BEGIN DATA TO USE

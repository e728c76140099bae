use serde_json::{Map, Value};
use std::cmp::Ordering;
use std::collections::HashMap;

use crate::models::indicator::{GroupTotals, IndicatorGroup, IndicatorReport, IndicatorRow, IndicatorTable};
use crate::models::signal::Signal;

/// Aggregates CLOSED signals into per-indicator take-profit / stop-loss tables.
///
/// Tables always start from the full catalog of the group, so indicators that
/// never fired still show up with zero counts.
pub struct IndicatorService;

impl IndicatorService {
    pub fn new() -> Self {
        Self
    }

    /// Debug flags of `signal` for `group`, as an object.
    ///
    /// Accepts an object, an array (keyed by index) or either one encoded as
    /// a JSON string; anything else (including malformed JSON) yields an
    /// empty map.
    pub fn parse_flags(&self, raw: Option<&Value>) -> Map<String, Value> {
        match raw {
            Some(Value::String(s)) => match serde_json::from_str::<Value>(s) {
                Ok(parsed) => flag_map(&parsed),
                Err(_) => Map::new(),
            },
            Some(value) => flag_map(value),
            None => Map::new(),
        }
    }

    pub fn flags_for(&self, signal: &Signal, group: IndicatorGroup) -> Map<String, Value> {
        let raw = match group {
            IndicatorGroup::Core => signal.core_debug.as_ref(),
            IndicatorGroup::Support => signal.support_debug.as_ref(),
        };
        self.parse_flags(raw)
    }

    /// One row per catalog entry plus one per extra truthy key, sorted by
    /// activity desc, then `tp - sl` desc, then name asc.
    pub fn aggregate(&self, signals: &[Signal], group: IndicatorGroup) -> Vec<IndicatorRow> {
        let catalog = group.catalog();
        let mut rows: Vec<IndicatorRow> = catalog
            .iter()
            .map(|(key, name)| IndicatorRow::new(*key, *name))
            .collect();
        let mut by_name: HashMap<String, usize> = rows
            .iter()
            .enumerate()
            .map(|(i, r)| (r.name.clone(), i))
            .collect();

        for signal in signals.iter().filter(|s| s.status.is_closed()) {
            let flags = self.flags_for(signal, group);
            let win = signal.is_win();

            for (key, name) in catalog {
                if flags.get(*key).is_some_and(is_truthy) {
                    bump(&mut rows[by_name[*name]], win);
                }
            }

            for (key, value) in &flags {
                if !is_truthy(value) || group.display_name(key).is_some() {
                    continue;
                }
                let name = if key.chars().all(|c| c.is_ascii_digit()) {
                    "Unknown".to_string()
                } else {
                    key.clone()
                };
                let idx = *by_name.entry(name.clone()).or_insert_with(|| {
                    rows.push(IndicatorRow::new(name.clone(), name.clone()));
                    rows.len() - 1
                });
                bump(&mut rows[idx], win);
            }
        }

        rows.sort_by(compare_rows);
        rows
    }

    /// Signals with at least one truthy flag in `group`, counted once each.
    pub fn donut_totals(&self, signals: &[Signal], group: IndicatorGroup) -> GroupTotals {
        let mut totals = GroupTotals::default();
        for signal in signals.iter().filter(|s| s.status.is_closed()) {
            if self.flags_for(signal, group).values().any(is_truthy) {
                if signal.is_win() {
                    totals.tp += 1;
                } else {
                    totals.sl += 1;
                }
            }
        }
        totals
    }

    pub fn table(&self, signals: &[Signal], group: IndicatorGroup) -> IndicatorTable {
        let rows = self.aggregate(signals, group);
        let row_totals = GroupTotals {
            tp: rows.iter().map(|r| r.tp).sum(),
            sl: rows.iter().map(|r| r.sl).sum(),
        };
        IndicatorTable {
            group,
            donut: self.donut_totals(signals, group),
            row_totals,
            rows,
        }
    }

    pub fn report(&self, signals: &[Signal]) -> IndicatorReport {
        IndicatorReport {
            core: self.table(signals, IndicatorGroup::Core),
            support: self.table(signals, IndicatorGroup::Support),
        }
    }
}

impl Default for IndicatorService {
    fn default() -> Self {
        Self::new()
    }
}

fn flag_map(value: &Value) -> Map<String, Value> {
    match value {
        Value::Object(map) => map.clone(),
        Value::Array(items) => items
            .iter()
            .enumerate()
            .map(|(i, v)| (i.to_string(), v.clone()))
            .collect(),
        _ => Map::new(),
    }
}

/// Loose truthiness of a flag value: `false`, `0`, `""` and `null` are off,
/// everything else is on.
pub fn is_truthy(value: &Value) -> bool {
    match value {
        Value::Null => false,
        Value::Bool(b) => *b,
        Value::Number(n) => n.as_f64().is_some_and(|f| f != 0.0 && !f.is_nan()),
        Value::String(s) => !s.is_empty(),
        Value::Array(_) | Value::Object(_) => true,
    }
}

fn bump(row: &mut IndicatorRow, win: bool) {
    if win {
        row.tp += 1;
    } else {
        row.sl += 1;
    }
}

fn compare_rows(a: &IndicatorRow, b: &IndicatorRow) -> Ordering {
    b.total()
        .cmp(&a.total())
        .then_with(|| b.delta().cmp(&a.delta()))
        .then_with(|| a.name.to_lowercase().cmp(&b.name.to_lowercase()))
        .then_with(|| a.name.cmp(&b.name))
}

END DATA TO USE

Look through the data above and return exactly the lines from the one that contains "name)| IndicatorRow::new(*key, *name))" to the one that contains "for (key, value)", inclusive, with nothing else.

OUTPUT FOR THIS EXERCISE
            .map(|(key, name)| IndicatorRow::new(*key, *name))
            .collect();
        let mut by_name: HashMap<String, usize> = rows
            .iter()
            .enumerate()
            .map(|(i, r)| (r.name.clone(), i))
            .collect();

        for signal in signals.iter().filter(|s| s.status.is_closed()) {
            let flags = self.flags_for(signal, group);
            let win = signal.is_win();

            for (key, name) in catalog {
                if flags.get(*key).is_some_and(is_truthy) {
                    bump(&mut rows[by_name[*name]], win);
                }
            }

            for (key, value) in &flags {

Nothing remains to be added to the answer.